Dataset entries
>>>>
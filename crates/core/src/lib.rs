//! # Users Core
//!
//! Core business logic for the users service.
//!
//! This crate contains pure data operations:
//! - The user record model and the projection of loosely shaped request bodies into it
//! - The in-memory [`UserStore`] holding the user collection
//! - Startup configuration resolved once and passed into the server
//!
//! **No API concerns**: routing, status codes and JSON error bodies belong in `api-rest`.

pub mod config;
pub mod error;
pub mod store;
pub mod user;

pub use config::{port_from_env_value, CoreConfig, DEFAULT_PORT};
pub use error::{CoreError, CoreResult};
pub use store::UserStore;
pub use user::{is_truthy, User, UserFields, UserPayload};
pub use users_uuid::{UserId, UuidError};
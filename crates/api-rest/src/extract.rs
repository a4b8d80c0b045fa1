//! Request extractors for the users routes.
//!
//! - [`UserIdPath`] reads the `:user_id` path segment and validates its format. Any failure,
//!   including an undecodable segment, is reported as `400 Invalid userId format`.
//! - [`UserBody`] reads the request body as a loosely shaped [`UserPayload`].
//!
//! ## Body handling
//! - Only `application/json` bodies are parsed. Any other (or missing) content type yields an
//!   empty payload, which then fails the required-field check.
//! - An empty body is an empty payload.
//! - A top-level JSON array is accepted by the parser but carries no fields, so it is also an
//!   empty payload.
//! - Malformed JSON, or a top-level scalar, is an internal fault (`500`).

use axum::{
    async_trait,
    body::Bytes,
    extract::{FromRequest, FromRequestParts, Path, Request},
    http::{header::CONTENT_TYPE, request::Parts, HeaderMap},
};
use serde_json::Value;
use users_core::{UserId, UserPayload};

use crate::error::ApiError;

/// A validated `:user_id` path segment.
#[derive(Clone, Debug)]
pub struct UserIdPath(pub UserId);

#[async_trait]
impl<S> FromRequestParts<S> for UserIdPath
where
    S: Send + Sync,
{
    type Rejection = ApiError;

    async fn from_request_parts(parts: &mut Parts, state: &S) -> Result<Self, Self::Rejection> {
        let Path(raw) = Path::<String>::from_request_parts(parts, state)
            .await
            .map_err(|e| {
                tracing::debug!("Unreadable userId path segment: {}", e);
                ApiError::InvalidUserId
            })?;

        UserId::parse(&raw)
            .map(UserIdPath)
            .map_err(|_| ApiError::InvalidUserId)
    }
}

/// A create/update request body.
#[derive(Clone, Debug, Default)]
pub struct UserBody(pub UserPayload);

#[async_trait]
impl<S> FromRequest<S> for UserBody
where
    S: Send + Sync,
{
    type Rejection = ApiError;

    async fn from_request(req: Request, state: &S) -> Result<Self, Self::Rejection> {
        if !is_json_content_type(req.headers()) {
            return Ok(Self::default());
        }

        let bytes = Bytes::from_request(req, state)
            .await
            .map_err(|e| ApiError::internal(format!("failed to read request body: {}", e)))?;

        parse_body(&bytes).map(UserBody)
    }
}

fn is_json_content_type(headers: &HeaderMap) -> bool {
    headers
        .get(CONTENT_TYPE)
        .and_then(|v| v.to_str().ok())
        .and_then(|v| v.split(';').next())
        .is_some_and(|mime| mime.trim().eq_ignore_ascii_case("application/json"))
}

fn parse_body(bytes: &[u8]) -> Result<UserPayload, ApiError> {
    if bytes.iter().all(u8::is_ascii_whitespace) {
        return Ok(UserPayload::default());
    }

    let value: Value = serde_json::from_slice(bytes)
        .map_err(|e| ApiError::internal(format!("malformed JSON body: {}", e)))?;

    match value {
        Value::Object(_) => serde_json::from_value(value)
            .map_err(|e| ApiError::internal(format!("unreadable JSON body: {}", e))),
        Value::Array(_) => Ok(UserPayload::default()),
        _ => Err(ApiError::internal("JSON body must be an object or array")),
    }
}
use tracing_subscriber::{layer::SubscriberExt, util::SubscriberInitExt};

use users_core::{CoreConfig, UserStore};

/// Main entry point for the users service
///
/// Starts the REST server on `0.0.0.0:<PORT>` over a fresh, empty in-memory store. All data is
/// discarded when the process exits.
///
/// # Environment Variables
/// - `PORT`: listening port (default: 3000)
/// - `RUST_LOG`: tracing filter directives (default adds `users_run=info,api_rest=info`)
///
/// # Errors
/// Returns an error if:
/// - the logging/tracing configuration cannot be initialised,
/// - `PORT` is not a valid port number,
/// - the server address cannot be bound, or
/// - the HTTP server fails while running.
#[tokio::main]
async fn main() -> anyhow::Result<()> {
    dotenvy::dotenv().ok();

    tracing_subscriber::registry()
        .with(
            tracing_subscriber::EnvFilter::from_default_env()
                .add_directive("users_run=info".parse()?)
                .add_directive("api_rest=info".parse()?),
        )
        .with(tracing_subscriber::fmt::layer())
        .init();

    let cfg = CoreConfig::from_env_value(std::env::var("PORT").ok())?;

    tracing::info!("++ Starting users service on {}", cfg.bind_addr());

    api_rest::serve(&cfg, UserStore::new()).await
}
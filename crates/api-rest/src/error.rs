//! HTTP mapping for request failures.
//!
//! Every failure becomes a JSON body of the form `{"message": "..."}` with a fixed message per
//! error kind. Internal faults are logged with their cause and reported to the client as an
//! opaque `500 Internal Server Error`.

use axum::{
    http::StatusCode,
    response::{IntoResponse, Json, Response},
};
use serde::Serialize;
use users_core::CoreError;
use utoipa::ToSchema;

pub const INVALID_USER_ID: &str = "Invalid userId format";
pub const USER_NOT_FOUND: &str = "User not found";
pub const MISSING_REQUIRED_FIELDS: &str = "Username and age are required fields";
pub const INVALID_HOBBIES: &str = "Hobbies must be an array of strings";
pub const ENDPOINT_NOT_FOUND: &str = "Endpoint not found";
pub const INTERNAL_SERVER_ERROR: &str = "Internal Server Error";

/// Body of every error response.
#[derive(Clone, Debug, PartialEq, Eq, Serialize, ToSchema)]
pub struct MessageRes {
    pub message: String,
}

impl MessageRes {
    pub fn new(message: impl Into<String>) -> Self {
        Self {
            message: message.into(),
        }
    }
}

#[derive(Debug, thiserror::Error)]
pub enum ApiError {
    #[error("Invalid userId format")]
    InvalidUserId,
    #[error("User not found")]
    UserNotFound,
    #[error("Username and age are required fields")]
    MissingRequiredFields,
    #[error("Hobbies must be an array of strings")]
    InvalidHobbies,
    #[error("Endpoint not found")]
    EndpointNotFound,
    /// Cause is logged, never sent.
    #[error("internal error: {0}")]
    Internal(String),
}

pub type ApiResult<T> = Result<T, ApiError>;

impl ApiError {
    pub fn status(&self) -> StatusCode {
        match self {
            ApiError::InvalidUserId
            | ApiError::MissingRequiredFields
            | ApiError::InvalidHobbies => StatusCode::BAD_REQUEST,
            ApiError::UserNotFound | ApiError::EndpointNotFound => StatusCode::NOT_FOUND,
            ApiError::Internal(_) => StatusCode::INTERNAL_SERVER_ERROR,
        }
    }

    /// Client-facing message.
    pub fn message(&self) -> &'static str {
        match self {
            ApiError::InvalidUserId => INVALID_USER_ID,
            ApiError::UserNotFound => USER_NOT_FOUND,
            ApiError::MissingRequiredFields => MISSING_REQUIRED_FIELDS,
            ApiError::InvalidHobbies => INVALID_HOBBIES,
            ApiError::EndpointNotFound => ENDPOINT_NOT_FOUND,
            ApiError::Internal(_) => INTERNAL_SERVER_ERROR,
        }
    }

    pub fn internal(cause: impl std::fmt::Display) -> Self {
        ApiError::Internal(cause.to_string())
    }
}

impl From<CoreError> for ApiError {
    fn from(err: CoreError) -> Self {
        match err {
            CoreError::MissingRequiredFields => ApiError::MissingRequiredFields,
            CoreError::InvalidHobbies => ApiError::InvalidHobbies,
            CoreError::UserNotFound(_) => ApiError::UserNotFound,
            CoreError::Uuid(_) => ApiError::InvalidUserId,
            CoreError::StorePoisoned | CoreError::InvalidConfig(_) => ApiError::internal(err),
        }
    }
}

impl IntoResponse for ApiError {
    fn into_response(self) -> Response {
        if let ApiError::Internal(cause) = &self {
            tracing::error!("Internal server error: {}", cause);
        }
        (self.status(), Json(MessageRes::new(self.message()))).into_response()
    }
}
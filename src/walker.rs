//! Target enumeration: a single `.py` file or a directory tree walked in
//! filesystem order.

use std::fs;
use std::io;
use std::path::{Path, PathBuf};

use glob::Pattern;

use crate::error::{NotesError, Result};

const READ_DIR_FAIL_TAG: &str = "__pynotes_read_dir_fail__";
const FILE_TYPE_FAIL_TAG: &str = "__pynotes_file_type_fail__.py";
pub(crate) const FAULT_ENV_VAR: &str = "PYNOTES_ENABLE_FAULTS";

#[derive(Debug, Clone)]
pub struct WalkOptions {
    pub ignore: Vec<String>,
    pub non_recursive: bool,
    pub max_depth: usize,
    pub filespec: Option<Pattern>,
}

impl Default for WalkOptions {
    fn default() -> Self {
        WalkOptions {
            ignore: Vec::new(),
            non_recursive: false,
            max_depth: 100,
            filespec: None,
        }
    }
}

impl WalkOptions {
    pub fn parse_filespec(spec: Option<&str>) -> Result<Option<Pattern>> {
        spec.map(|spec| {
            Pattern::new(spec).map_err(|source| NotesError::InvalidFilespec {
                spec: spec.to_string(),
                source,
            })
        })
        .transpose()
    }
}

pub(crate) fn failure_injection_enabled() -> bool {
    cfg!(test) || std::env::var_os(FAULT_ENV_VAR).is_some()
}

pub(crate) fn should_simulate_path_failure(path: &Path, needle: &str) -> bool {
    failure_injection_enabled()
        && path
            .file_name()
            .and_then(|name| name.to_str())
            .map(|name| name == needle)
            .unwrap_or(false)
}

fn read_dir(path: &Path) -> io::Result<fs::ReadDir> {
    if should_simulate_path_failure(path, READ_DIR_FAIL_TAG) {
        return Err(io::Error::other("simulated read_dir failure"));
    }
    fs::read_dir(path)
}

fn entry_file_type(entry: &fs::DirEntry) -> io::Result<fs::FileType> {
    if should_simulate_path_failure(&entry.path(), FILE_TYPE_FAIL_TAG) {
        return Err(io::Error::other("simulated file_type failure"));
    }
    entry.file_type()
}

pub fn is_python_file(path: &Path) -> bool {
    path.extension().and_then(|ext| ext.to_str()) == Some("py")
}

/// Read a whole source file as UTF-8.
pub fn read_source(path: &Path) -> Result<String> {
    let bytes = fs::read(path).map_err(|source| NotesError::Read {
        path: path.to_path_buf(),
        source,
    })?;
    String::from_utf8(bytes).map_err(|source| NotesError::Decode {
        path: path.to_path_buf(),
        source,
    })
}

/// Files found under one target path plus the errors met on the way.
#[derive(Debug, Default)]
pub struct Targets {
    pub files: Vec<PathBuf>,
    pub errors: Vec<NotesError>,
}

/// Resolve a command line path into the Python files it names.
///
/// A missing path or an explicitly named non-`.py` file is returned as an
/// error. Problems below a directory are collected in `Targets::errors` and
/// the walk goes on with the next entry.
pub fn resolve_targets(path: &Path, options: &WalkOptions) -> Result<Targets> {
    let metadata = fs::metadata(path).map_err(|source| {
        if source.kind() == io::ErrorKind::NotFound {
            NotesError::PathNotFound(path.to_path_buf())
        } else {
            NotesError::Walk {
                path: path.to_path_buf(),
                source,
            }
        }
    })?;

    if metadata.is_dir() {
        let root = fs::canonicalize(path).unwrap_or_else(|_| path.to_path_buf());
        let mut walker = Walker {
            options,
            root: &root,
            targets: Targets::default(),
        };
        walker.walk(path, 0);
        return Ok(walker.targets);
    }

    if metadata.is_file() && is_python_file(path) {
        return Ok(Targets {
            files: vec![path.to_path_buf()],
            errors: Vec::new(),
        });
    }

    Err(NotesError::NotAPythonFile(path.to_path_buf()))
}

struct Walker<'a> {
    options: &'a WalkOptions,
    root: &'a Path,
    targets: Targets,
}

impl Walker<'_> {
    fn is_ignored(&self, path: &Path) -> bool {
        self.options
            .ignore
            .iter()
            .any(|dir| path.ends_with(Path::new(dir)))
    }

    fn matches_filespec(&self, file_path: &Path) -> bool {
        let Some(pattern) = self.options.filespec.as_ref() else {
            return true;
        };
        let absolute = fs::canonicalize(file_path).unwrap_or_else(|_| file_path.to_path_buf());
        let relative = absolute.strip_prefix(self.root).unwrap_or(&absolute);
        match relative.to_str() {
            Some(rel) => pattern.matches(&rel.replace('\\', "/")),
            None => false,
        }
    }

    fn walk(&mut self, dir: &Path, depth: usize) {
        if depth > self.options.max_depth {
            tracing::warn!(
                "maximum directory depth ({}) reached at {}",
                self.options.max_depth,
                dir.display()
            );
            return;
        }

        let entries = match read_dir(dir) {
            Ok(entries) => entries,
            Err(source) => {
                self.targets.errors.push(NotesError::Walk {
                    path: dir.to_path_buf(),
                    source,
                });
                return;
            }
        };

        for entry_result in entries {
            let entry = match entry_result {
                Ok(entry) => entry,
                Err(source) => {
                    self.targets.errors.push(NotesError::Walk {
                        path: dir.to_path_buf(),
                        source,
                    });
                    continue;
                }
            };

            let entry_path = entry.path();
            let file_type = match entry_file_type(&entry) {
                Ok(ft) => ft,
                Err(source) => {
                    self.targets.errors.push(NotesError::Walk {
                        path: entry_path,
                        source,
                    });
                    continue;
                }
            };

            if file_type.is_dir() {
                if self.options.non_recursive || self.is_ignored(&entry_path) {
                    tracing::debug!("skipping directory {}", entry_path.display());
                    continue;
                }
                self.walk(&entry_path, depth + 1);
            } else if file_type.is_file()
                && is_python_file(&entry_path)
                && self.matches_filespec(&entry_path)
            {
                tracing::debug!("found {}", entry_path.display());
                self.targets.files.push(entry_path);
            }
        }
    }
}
<<<<
Beginning at the line above that contains "fn into_response(self) ->", return each line exactly through the line that contains "use std::io;", and no others.

* [Response]
    fn into_response(self) -> Response {
        if let ApiError::Internal(cause) = &self {
            tracing::error!("Internal server error: {}", cause);
        }
        (self.status(), Json(MessageRes::new(self.message()))).into_response()
    }
}
filename src/walker.rs
//! Target enumeration: a single `.py` file or a directory tree walked in
//! filesystem order.

use std::fs;
use std::io;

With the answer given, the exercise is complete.